History of solar aviation
During the energy crisis of the 1970s, solar energy via photovoltaic panels was identified as an alternative energy source for humanity. Solar-powered airplanes have recently piqued the curiosity of the general public and the aviation industry due to their use as an environmentally friendly alternative.
Sunrise, the world’s first solar-powered airplane, took flight in 1974. Solar-powered airplanes have come a long way since then. Solar-powered airplanes, unlike ordinary airplanes, capture solar irradiance and convert it into electrical energy using photovoltaic panels.
Preference of solar-powered planes over traditional planes
Due to the inexhaustible supply of solar electricity, solar-powered aircraft have significant potential for High Altitude Long Endurance (HALE) missions. Solar-powered planes can be built to fly near space; i.e. just above the atmospheric flight region but below the spacecraft flight region (about 20-100 km).
They can sail perpetually for an extended period of time, even years, depending on the durability of the aircraft system and sunlight conditions, which conventional aircraft cannot achieve due to their operational limitations. Another major benefit is the massive reduction in emissions, with almost 80% less carbon emissions than a traditional aircraft.

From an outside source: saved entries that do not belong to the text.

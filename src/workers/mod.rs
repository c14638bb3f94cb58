pub mod deadline;
pub mod refresh;
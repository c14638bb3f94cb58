pub mod alpha;
pub mod catalog;
pub mod fetch;
pub mod quotes;
pub mod registry;
pub mod tokens;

The main idea is to cover a certain region of the plane with solar cells, often the wings and the tail. When exposed to sunlight, photovoltaic panels convert it into electrical energy. The amount of energy generated is determined by factors such as the orientation of the panels to the sun and the intensity of the sunlight.
A circuit with a configurable microprocessor manages the power transmission output. The electricity regulation and transmission mechanism guarantees maximum energy yield from the solar panels. The electricity produced is mainly used to propel the aircraft and on-board electronics. The excess energy is used to recharge the batteries which are used in the absence of low sunlight.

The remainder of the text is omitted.